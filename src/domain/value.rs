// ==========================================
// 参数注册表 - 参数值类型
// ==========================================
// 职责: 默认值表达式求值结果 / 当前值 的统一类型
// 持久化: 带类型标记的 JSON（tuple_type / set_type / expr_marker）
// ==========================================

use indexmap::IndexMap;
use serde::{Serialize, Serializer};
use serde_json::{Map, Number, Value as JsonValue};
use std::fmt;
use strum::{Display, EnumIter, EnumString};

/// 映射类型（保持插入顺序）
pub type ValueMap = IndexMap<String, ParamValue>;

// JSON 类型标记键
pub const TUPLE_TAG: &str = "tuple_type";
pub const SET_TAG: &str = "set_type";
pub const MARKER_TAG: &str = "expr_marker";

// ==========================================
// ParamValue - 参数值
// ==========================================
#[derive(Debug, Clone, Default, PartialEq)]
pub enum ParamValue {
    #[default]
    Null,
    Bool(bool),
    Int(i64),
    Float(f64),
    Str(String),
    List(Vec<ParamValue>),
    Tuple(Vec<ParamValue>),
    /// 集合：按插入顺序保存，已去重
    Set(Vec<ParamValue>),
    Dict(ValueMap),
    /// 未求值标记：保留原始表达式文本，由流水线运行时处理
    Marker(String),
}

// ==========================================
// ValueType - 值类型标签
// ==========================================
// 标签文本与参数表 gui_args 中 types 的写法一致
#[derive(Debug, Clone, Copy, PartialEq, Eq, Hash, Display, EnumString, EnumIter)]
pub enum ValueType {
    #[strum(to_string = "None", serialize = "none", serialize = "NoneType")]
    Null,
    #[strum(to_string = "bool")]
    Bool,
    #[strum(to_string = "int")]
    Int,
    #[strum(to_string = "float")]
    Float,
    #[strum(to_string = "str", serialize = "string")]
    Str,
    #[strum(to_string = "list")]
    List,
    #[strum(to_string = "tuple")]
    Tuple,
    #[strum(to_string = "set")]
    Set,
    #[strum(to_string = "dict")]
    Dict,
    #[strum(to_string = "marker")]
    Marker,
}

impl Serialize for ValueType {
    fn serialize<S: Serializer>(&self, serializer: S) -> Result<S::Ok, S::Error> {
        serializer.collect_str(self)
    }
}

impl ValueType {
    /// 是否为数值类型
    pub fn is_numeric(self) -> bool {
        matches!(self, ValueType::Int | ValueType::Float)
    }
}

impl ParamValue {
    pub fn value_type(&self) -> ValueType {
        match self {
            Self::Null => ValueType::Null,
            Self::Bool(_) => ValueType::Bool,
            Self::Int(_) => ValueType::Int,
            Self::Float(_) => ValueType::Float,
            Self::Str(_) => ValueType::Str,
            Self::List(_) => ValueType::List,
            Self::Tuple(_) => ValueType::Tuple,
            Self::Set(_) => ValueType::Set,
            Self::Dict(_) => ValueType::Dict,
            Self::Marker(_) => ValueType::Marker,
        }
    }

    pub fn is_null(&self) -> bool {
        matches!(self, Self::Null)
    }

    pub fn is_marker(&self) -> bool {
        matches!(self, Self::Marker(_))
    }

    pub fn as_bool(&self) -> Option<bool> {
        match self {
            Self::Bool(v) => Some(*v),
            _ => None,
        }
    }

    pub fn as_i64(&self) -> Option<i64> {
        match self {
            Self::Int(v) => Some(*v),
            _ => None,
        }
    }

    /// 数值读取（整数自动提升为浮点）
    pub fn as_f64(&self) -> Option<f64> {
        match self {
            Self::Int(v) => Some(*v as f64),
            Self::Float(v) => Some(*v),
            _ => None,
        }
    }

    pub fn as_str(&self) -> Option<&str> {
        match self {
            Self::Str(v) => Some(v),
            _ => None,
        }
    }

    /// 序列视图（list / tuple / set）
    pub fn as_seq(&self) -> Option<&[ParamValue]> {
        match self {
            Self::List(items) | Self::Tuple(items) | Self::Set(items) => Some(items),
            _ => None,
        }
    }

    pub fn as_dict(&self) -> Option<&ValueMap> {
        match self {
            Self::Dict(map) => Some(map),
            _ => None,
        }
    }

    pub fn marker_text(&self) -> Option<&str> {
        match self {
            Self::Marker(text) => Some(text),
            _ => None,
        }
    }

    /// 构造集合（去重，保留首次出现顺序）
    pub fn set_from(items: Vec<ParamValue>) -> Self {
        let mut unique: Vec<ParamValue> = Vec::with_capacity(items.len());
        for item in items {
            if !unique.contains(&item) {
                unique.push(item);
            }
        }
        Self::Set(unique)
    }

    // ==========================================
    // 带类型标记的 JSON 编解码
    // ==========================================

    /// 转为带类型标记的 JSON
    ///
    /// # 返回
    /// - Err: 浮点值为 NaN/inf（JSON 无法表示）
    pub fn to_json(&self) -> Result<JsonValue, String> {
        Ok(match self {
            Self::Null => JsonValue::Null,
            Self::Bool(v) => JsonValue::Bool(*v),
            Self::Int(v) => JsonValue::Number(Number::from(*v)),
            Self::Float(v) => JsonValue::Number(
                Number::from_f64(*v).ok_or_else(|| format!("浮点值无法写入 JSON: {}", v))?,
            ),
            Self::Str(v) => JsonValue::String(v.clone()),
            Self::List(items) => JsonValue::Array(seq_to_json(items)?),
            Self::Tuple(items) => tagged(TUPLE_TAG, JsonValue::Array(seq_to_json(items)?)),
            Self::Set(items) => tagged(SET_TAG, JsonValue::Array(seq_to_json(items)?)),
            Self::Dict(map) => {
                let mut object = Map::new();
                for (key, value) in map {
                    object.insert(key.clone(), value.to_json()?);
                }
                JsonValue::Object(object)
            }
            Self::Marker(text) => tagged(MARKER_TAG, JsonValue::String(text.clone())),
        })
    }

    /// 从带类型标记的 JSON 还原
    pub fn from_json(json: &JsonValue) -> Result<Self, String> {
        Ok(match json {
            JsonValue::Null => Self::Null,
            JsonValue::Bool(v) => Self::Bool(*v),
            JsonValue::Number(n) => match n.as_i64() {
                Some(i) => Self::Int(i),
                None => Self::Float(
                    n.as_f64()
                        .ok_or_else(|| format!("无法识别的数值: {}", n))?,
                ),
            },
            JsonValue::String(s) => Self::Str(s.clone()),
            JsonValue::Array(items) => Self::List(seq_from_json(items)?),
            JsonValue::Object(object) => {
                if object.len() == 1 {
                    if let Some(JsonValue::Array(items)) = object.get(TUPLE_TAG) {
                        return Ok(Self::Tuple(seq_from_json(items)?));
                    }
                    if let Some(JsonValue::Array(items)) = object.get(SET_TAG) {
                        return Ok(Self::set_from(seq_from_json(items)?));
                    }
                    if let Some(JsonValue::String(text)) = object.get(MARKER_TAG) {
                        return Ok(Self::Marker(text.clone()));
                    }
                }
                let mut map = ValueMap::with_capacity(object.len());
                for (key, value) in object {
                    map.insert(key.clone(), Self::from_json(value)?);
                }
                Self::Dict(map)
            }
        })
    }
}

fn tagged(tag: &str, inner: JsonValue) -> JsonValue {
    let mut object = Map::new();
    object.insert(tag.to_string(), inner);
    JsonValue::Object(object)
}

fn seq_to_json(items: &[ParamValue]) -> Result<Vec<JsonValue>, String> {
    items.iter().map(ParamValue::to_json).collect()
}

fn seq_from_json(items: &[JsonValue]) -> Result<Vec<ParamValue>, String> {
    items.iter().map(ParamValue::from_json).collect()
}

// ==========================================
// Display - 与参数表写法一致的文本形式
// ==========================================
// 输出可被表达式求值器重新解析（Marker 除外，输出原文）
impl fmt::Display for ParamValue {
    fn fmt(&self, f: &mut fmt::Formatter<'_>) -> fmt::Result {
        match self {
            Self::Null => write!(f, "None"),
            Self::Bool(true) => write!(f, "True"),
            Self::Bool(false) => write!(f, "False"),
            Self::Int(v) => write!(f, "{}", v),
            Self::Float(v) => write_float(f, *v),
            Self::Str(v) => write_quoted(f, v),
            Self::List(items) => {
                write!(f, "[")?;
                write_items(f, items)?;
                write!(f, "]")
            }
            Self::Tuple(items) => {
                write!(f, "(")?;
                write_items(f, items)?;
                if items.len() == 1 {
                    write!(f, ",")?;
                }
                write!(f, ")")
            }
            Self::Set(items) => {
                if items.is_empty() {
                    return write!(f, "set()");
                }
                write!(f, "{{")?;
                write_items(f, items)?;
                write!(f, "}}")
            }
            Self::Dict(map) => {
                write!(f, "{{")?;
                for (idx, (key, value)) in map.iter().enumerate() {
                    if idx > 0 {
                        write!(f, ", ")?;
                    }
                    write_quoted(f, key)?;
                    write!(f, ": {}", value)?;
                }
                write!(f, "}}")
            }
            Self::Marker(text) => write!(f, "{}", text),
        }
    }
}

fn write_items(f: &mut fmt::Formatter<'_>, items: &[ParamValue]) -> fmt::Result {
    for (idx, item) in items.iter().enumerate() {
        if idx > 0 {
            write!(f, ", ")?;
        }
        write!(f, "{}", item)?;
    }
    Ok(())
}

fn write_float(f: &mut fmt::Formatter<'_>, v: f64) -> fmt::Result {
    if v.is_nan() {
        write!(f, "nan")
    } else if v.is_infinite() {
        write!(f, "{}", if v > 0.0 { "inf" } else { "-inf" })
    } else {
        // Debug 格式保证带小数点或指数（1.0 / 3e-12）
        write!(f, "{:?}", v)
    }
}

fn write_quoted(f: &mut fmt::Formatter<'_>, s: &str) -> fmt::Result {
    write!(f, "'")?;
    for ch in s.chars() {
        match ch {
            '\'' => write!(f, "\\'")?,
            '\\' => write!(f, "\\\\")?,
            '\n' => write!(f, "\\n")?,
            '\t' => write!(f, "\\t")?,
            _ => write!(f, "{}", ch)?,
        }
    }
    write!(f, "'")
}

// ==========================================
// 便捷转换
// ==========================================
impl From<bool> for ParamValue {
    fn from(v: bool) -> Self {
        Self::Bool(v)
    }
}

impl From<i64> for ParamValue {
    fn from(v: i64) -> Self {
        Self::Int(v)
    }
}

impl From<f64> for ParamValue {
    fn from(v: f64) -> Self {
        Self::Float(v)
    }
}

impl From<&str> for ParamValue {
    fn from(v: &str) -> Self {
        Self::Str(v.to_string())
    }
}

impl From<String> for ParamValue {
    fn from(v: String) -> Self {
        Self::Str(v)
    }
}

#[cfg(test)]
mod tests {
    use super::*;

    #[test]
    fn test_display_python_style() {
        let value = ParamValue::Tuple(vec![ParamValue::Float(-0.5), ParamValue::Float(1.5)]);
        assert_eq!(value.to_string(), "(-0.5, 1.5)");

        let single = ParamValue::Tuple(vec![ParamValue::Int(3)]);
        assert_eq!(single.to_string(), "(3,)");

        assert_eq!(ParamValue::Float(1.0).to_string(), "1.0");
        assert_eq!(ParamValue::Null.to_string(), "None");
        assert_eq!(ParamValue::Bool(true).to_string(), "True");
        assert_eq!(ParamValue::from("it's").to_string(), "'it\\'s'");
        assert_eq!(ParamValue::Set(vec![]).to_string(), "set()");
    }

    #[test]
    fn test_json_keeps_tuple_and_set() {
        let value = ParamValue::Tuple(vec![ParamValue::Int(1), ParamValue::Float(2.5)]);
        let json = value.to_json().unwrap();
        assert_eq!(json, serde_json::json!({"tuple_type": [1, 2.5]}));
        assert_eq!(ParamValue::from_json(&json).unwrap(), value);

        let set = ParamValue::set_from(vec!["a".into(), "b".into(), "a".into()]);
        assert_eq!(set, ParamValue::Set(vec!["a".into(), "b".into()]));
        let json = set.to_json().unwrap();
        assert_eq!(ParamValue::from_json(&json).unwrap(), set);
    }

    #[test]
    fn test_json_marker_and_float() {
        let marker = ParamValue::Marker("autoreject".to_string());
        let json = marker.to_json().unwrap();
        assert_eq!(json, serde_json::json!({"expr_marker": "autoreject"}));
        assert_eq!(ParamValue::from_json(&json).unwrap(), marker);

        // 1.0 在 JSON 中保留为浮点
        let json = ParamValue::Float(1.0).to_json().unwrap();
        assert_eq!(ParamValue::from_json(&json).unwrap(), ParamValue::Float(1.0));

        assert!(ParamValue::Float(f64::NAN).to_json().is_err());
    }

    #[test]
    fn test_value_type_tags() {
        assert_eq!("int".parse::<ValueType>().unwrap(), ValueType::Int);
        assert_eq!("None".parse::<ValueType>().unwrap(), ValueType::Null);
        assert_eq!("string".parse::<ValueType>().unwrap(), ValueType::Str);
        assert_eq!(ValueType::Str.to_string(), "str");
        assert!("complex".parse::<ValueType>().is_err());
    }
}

- [WHAT IS EXPECTED] Search the material for the string "enumerate" and return each line that has it.

- [WRITTEN SOLUTION]
                for (idx, (key, value)) in map.iter().enumerate() {
    for (idx, item) in items.iter().enumerate() {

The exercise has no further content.